Records provided Block Start

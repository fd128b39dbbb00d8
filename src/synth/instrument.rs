// Instrument catalog - fixed drum kit and its synthesis recipes
//
// Every recipe is a small chain (generator -> optional filter -> exponential
// gain decay) scheduled on a `SoundSink` at an absolute time.

use super::envelope::ExponentialRamp;
use super::filter::FilterParams;
use super::noise::NoiseGenerator;
use super::oscillator::{SweepOscillator, WaveformType};
use super::voice::{Generator, Voice};
use crate::audio::sink::SoundSink;
use serde::{Deserialize, Serialize};
use std::fmt;
use std::str::FromStr;

/// Gain every decay ends on
const DECAY_FLOOR: f64 = 0.01;

#[derive(Debug, Clone, Copy, PartialEq, Eq, Hash, Serialize, Deserialize)]
pub enum Instrument {
    Kick,
    Snare,
    HiHat,
    Tom,
    Clap,
    Rim,
}

impl Instrument {
    /// Grid row order
    pub const ALL: [Instrument; 6] = [
        Instrument::Kick,
        Instrument::Snare,
        Instrument::HiHat,
        Instrument::Tom,
        Instrument::Clap,
        Instrument::Rim,
    ];

    pub const COUNT: usize = Self::ALL.len();

    pub fn index(self) -> usize {
        self as usize
    }

    pub fn name(self) -> &'static str {
        match self {
            Instrument::Kick => "KICK",
            Instrument::Snare => "SNARE",
            Instrument::HiHat => "HI-HAT",
            Instrument::Tom => "TOM",
            Instrument::Clap => "CLAP",
            Instrument::Rim => "RIM",
        }
    }

    /// Whether the recipe contains random noise (output differs per render)
    pub fn uses_noise(self) -> bool {
        matches!(self, Instrument::Snare | Instrument::HiHat | Instrument::Clap)
    }

    /// Longest voice of the recipe, in seconds
    pub fn tail_seconds(self) -> f64 {
        match self {
            Instrument::Kick => 0.5,
            Instrument::Snare => 0.2,
            Instrument::HiHat => 0.05,
            Instrument::Tom => 0.3,
            Instrument::Clap => 0.15,
            Instrument::Rim => 0.05,
        }
    }

    /// Synthesize this instrument at `time` (seconds, on the sink's clock)
    pub fn render(self, time: f64, sink: &mut dyn SoundSink) {
        let sr = sink.sample_rate();

        match self {
            Instrument::Kick => {
                sink.schedule(tone(time, WaveformType::Sine, (150.0, 0.01), 1.0, 0.5, sr));
            }
            Instrument::Snare => {
                sink.schedule(
                    noise(time, 1.0, 0.2, sr).with_filter(FilterParams::high_pass(1000.0), sr),
                );
                sink.schedule(tone(time, WaveformType::Triangle, (100.0, 100.0), 0.7, 0.1, sr));
            }
            Instrument::HiHat => {
                sink.schedule(
                    noise(time, 0.3, 0.05, sr).with_filter(FilterParams::high_pass(7000.0), sr),
                );
            }
            Instrument::Tom => {
                sink.schedule(tone(time, WaveformType::Sine, (200.0, 80.0), 0.8, 0.3, sr));
            }
            Instrument::Clap => {
                sink.schedule(
                    noise(time, 0.8, 0.15, sr).with_filter(FilterParams::band_pass(1500.0), sr),
                );
            }
            Instrument::Rim => {
                sink.schedule(tone(time, WaveformType::Triangle, (800.0, 800.0), 0.5, 0.05, sr));
            }
        }
    }
}

fn tone(
    time: f64,
    waveform: WaveformType,
    (freq_start, freq_end): (f64, f64),
    gain: f64,
    duration: f64,
    sample_rate: f32,
) -> Voice {
    let frequency = ExponentialRamp::new(freq_start, freq_end, duration, sample_rate);
    Voice::new(
        time,
        Generator::Tone(SweepOscillator::new(waveform, frequency, sample_rate)),
        ExponentialRamp::new(gain, DECAY_FLOOR, duration, sample_rate),
        duration,
        sample_rate,
    )
}

fn noise(time: f64, gain: f64, duration: f64, sample_rate: f32) -> Voice {
    Voice::new(
        time,
        Generator::Noise(NoiseGenerator::new()),
        ExponentialRamp::new(gain, DECAY_FLOOR, duration, sample_rate),
        duration,
        sample_rate,
    )
}

impl fmt::Display for Instrument {
    fn fmt(&self, f: &mut fmt::Formatter<'_>) -> fmt::Result {
        f.write_str(self.name())
    }
}

impl FromStr for Instrument {
    type Err = String;

    fn from_str(s: &str) -> Result<Self, Self::Err> {
        let wanted = s.trim().to_ascii_uppercase().replace(['_', ' '], "-");
        Self::ALL
            .into_iter()
            .find(|instrument| {
                instrument.name() == wanted || instrument.name().replace('-', "") == wanted
            })
            .ok_or_else(|| format!("Unknown instrument '{}'", s))
    }
}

Records provided Block End

Directions for this task ::
Scan the data for the string "Deserialize" and copy each line in which it occurs.

Written response ::
use serde::{Deserialize, Serialize};
#[derive(Debug, Clone, Copy, PartialEq, Eq, Hash, Serialize, Deserialize)]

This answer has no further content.